*EXERCISE DIRECTIONS*: Please restate exactly what appears in the records below from the first line to the line where "by id, direct" is, that line included.

*DATA EXTRACT*:
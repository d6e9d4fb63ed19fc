//! Read-only parent/child index over flat, parent-referencing records.
//!
//! A [`HierarchicalIndex`] is built once from a list of records, each with an
//! `id` and an optional `parent`, and then answers lookups by id, direct
//! children, pre-order descendants and the ancestor chain.

mod cache;
pub mod config;
pub mod display;
pub mod error;
pub mod index;
pub mod key;
#[cfg(feature = "python")]
pub mod python;
pub mod record;

pub use config::IndexConfig;
pub use display::records_table;
pub use error::{Field, IndexError, Result};
pub use index::HierarchicalIndex;
pub use key::Key;
pub use record::{Attributes, IntoRecord, Record};

#[cfg(feature = "python")]
use pyo3::prelude::*;

/// Python bindings for the index.
#[cfg(feature = "python")]
#[pymodule]
fn _hierindex(m: &Bound<'_, PyModule>) -> PyResult<()> {
    m.add_class::<python::PyHierarchicalIndex>()?;
    Ok(())
}
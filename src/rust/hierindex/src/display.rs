//! Console rendering of records and indices.

use comfy_table::presets::UTF8_FULL;
use comfy_table::{ContentArrangement, Table};
use serde::Serialize;
use std::fmt;

use crate::index::HierarchicalIndex;
use crate::key::Key;
use crate::record::Record;

fn new_table(header: Vec<&str>) -> Table {
    let mut table = Table::new();
    table
        .load_preset(UTF8_FULL)
        .set_content_arrangement(ContentArrangement::Dynamic)
        .set_header(header);
    table
}

fn payload_cell<P: Serialize>(payload: &P) -> String {
    serde_json::to_string(payload).unwrap_or_else(|_| "<unprintable>".to_string())
}

fn parent_cell(parent: Option<&Key>) -> String {
    match parent {
        Some(parent) => parent.to_string(),
        None => "null".to_string(),
    }
}

/// Render a query result as a table of id, parent and payload.
pub fn records_table<P: Serialize>(records: &[&Record<P>]) -> Table {
    let mut table = new_table(vec!["id", "parent", "payload"]);
    for record in records {
        table.add_row(vec![
            record.id.to_string(),
            parent_cell(record.parent.as_ref()),
            payload_cell(&record.payload),
        ]);
    }
    table
}

impl<P: Serialize> HierarchicalIndex<P> {
    /// Every record with its depth, in `get_all` order.
    pub fn to_table(&self) -> Table {
        let mut table = new_table(vec!["id", "parent", "depth", "payload"]);
        for record in self.get_all() {
            let depth = self
                .depth(&record.id)
                .map(|d| d.to_string())
                .unwrap_or_default();
            table.add_row(vec![
                record.id.to_string(),
                parent_cell(record.parent.as_ref()),
                depth,
                payload_cell(&record.payload),
            ]);
        }
        table
    }
}

impl<P: Serialize> fmt::Display for HierarchicalIndex<P> {
    fn fmt(&self, f: &mut fmt::Formatter<'_>) -> fmt::Result {
        write!(f, "{}", self.to_table())
    }
}
//! Error types for index construction

use std::fmt;
use thiserror::Error;

/// Result type for index construction
pub type Result<T> = std::result::Result<T, IndexError>;

/// The record field a validation error refers to.
#[derive(Debug, Clone, Copy, PartialEq, Eq)]
pub enum Field {
    Id,
    Parent,
}

impl Field {
    /// The accepted types, phrased for error messages.
    pub fn expectation(self) -> &'static str {
        match self {
            Field::Id => "a number or a string",
            Field::Parent => "a number, a string or null",
        }
    }
}

impl fmt::Display for Field {
    fn fmt(&self, f: &mut fmt::Formatter<'_>) -> fmt::Result {
        match self {
            Field::Id => f.write_str("id"),
            Field::Parent => f.write_str("parent"),
        }
    }
}

/// Errors that can occur while building an index
#[derive(Debug, Error)]
pub enum IndexError {
    /// A record's `id` or `parent` has a type the index cannot key on
    #[error("Item {field} must be {}, got {found} (record {position})", .field.expectation())]
    InvalidFieldType {
        position: usize,
        field: Field,
        found: String,
    },

    /// Input text was not a JSON array
    #[error("invalid JSON input: {0}")]
    Json(#[from] serde_json::Error),
}

impl IndexError {
    pub(crate) fn invalid(position: usize, field: Field, found: impl Into<String>) -> Self {
        IndexError::InvalidFieldType {
            position,
            field,
            found: found.into(),
        }
    }

    /// The offending field, for type-validation failures.
    pub fn field(&self) -> Option<Field> {
        match self {
            IndexError::InvalidFieldType { field, .. } => Some(*field),
            IndexError::Json(_) => None,
        }
    }
}
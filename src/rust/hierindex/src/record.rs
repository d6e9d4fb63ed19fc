use serde::Serialize;
use serde_json::{Map, Value};

use crate::error::{Field, IndexError, Result};
use crate::key::Key;

/// Opaque attributes carried alongside `id` and `parent`.
pub type Attributes = Map<String, Value>;

/// One node of the hierarchy. Only `id` and `parent` are interpreted by the
/// index; `payload` is carried through untouched.
#[derive(Debug, Clone, PartialEq, Serialize)]
pub struct Record<P = Attributes> {
    pub id: Key,
    pub parent: Option<Key>,
    #[serde(flatten)]
    pub payload: P,
}

impl<P> Record<P> {
    pub fn with_payload(id: impl Into<Key>, parent: Option<Key>, payload: P) -> Self {
        Record {
            id: id.into(),
            parent,
            payload,
        }
    }

    pub fn is_root(&self) -> bool {
        self.parent.is_none()
    }
}

impl Record<Attributes> {
    pub fn new(id: impl Into<Key>, parent: Option<Key>) -> Self {
        Record::with_payload(id, parent, Attributes::new())
    }

    pub fn with_attribute(mut self, name: &str, value: impl Into<Value>) -> Self {
        self.payload.insert(name.to_string(), value.into());
        self
    }

    pub fn attribute(&self, name: &str) -> Option<&Value> {
        self.payload.get(name)
    }

    /// Validate a JSON object and split it into key fields and attributes.
    ///
    /// `id` must be a number or string and `parent` a number, string or
    /// null. A value that is not an object has no `id` and fails on that field.
    pub fn from_json(position: usize, value: Value) -> Result<Self> {
        let mut payload = match value {
            Value::Object(map) => map,
            _ => return Err(IndexError::invalid(position, Field::Id, "missing")),
        };

        let id = match payload.shift_remove("id") {
            Some(value) => json_key(&value)
                .ok_or_else(|| IndexError::invalid(position, Field::Id, json_kind(&value)))?,
            None => return Err(IndexError::invalid(position, Field::Id, "missing")),
        };

        let parent = match payload.shift_remove("parent") {
            Some(Value::Null) => None,
            Some(value) => Some(
                json_key(&value)
                    .ok_or_else(|| IndexError::invalid(position, Field::Parent, json_kind(&value)))?,
            ),
            None => return Err(IndexError::invalid(position, Field::Parent, "missing")),
        };

        Ok(Record { id, parent, payload })
    }
}

/// Conversion of caller input into an indexable record.
///
/// Already-typed records convert infallibly; dynamic inputs validate the
/// types of `id` and `parent` and report the record's position on failure.
pub trait IntoRecord<P> {
    fn into_record(self, position: usize) -> Result<Record<P>>;
}

impl<P> IntoRecord<P> for Record<P> {
    fn into_record(self, _position: usize) -> Result<Record<P>> {
        Ok(self)
    }
}

impl IntoRecord<Attributes> for Value {
    fn into_record(self, position: usize) -> Result<Record<Attributes>> {
        Record::from_json(position, self)
    }
}

fn json_key(value: &Value) -> Option<Key> {
    match value {
        Value::Number(n) => Some(match n.as_i64() {
            Some(v) => Key::Int(v),
            None => match n.as_u64() {
                Some(v) => Key::from(v),
                None => Key::Float(n.as_f64()?),
            },
        }),
        Value::String(s) => Some(Key::from(s.as_str())),
        _ => None,
    }
}

fn json_kind(value: &Value) -> &'static str {
    match value {
        Value::Null => "null",
        Value::Bool(_) => "boolean",
        Value::Number(_) => "number",
        Value::String(_) => "string",
        Value::Array(_) => "array",
        Value::Object(_) => "object",
    }
}

#[cfg(test)]
mod tests {
    use super::*;
    use serde_json::json;

    #[test]
    fn test_record_creation() {
        let record = Record::new(1, None).with_attribute("type", "test");

        assert_eq!(record.id, Key::Int(1));
        assert!(record.is_root());
        assert_eq!(record.attribute("type"), Some(&json!("test")));
        assert_eq!(record.attribute("missing"), None);
    }

    #[test]
    fn test_from_json_splits_payload() {
        let record =
            Record::from_json(0, json!({"id": 2, "parent": "root", "type": null})).unwrap();

        assert_eq!(record.id, Key::Int(2));
        assert_eq!(record.parent, Some(Key::from("root")));
        assert_eq!(record.payload.len(), 1);
        assert_eq!(record.attribute("type"), Some(&Value::Null));
    }

    #[test]
    fn test_from_json_accepts_float_and_string_ids() {
        let record = Record::from_json(0, json!({"id": 1.5, "parent": null})).unwrap();
        assert_eq!(record.id, Key::Float(1.5));

        let record = Record::from_json(0, json!({"id": "a", "parent": 1})).unwrap();
        assert_eq!(record.id, Key::from("a"));
        assert_eq!(record.parent, Some(Key::Int(1)));
    }

    #[test]
    fn test_from_json_rejects_bad_id() {
        let err = Record::from_json(3, json!({"id": true, "parent": null})).unwrap_err();
        assert_eq!(err.field(), Some(Field::Id));
        assert!(err.to_string().contains("got boolean"));
        assert!(err.to_string().contains("record 3"));

        let err = Record::from_json(0, json!({"id": {"nested": 1}, "parent": null})).unwrap_err();
        assert!(err.to_string().contains("got object"));

        let err = Record::from_json(0, json!({"parent": null})).unwrap_err();
        assert_eq!(err.field(), Some(Field::Id));
        assert!(err.to_string().contains("got missing"));

        let err = Record::from_json(0, json!(42)).unwrap_err();
        assert_eq!(err.field(), Some(Field::Id));
    }

    #[test]
    fn test_from_json_rejects_bad_parent() {
        let err = Record::from_json(0, json!({"id": 1, "parent": [1, 2]})).unwrap_err();
        assert_eq!(err.field(), Some(Field::Parent));
        assert!(err.to_string().contains("got array"));

        let err = Record::from_json(0, json!({"id": 1})).unwrap_err();
        assert_eq!(err.field(), Some(Field::Parent));
    }

    #[test]
    fn test_from_json_keeps_attribute_order() {
        let record = Record::from_json(
            0,
            json!({"id": 1, "a": 1, "parent": null, "b": 2, "c": 3}),
        )
        .unwrap();

        let names: Vec<&str> = record.payload.keys().map(String::as_str).collect();
        assert_eq!(names, vec!["a", "b", "c"]);
        assert_eq!(
            serde_json::to_string(&record).unwrap(),
            r#"{"id":1,"parent":null,"a":1,"b":2,"c":3}"#
        );
    }

    #[test]
    fn test_serialize_flattens_payload() {
        let record = Record::new("a", Some(Key::Int(1))).with_attribute("type", "test");
        let value = serde_json::to_value(&record).unwrap();
        assert_eq!(value, json!({"id": "a", "parent": 1, "type": "test"}));
    }
}
use criterion::{black_box, criterion_group, criterion_main, BenchmarkId, Criterion};
use hierindex::{HierarchicalIndex, IndexConfig, Key, Record};

/// A random forest where each record points at an earlier one, or at
/// nothing with probability `1 / roots_every`.
fn generate_forest(size: usize, roots_every: usize) -> Vec<Record> {
    let mut records = Vec::with_capacity(size);
    for i in 0..size {
        let parent = if i == 0 || fastrand::usize(0..roots_every) == 0 {
            None
        } else {
            Some(Key::from(fastrand::usize(0..i) as u64))
        };
        records.push(Record::new(i as u64, parent));
    }
    fastrand::shuffle(&mut records);
    records
}

/// A single chain 0 <- 1 <- 2 ... for worst-case ancestor depth.
fn generate_chain(size: usize) -> Vec<Record> {
    (0..size as u64)
        .map(|i| Record::new(i, i.checked_sub(1).map(Key::from)))
        .collect()
}

fn bench_construction(c: &mut Criterion) {
    let mut group = c.benchmark_group("construction");
    for size in [1_000, 10_000, 100_000] {
        let records = generate_forest(size, 20);
        group.bench_with_input(BenchmarkId::from_parameter(size), &records, |b, records| {
            b.iter(|| {
                let config = IndexConfig::new().with_capacity(records.len());
                black_box(HierarchicalIndex::from_records_with(config, records.clone()))
            })
        });
    }
    group.finish();
}

fn bench_descendants(c: &mut Criterion) {
    let records = generate_forest(50_000, 50);
    let cached = HierarchicalIndex::from_records(records.clone());
    let plain = HierarchicalIndex::from_records_with(IndexConfig::new().memoize(false), records);
    let roots: Vec<Key> = plain.roots().iter().map(|r| r.id.clone()).take(64).collect();

    let mut group = c.benchmark_group("descendants");
    group.bench_function("memoized", |b| {
        b.iter(|| {
            for root in &roots {
                black_box(cached.get_all_descendants(root));
            }
        })
    });
    group.bench_function("uncached", |b| {
        b.iter(|| {
            for root in &roots {
                black_box(plain.get_all_descendants(root));
            }
        })
    });
    group.finish();
}

fn bench_ancestors(c: &mut Criterion) {
    let size = 10_000;
    let cached = HierarchicalIndex::from_records(generate_chain(size));
    let plain =
        HierarchicalIndex::from_records_with(IndexConfig::new().memoize(false), generate_chain(size));
    let deepest = Key::from((size - 1) as u64);

    let mut group = c.benchmark_group("ancestors_of_deepest");
    group.bench_function("memoized", |b| {
        b.iter(|| black_box(cached.get_all_ancestors(&deepest)))
    });
    group.bench_function("uncached", |b| {
        b.iter(|| black_box(plain.get_all_ancestors(&deepest)))
    });
    group.finish();
}

criterion_group!(benches, bench_construction, bench_descendants, bench_ancestors);
criterion_main!(benches);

*ANSWER BOX*:
repository d6e9d4fb63ed19fc
//! Read-only parent/child index over flat, parent-referencing records.
//!
//! A [`HierarchicalIndex`] is built once from a list of records, each with an
//! `id` and an optional `parent`, and then answers lookups by id, direct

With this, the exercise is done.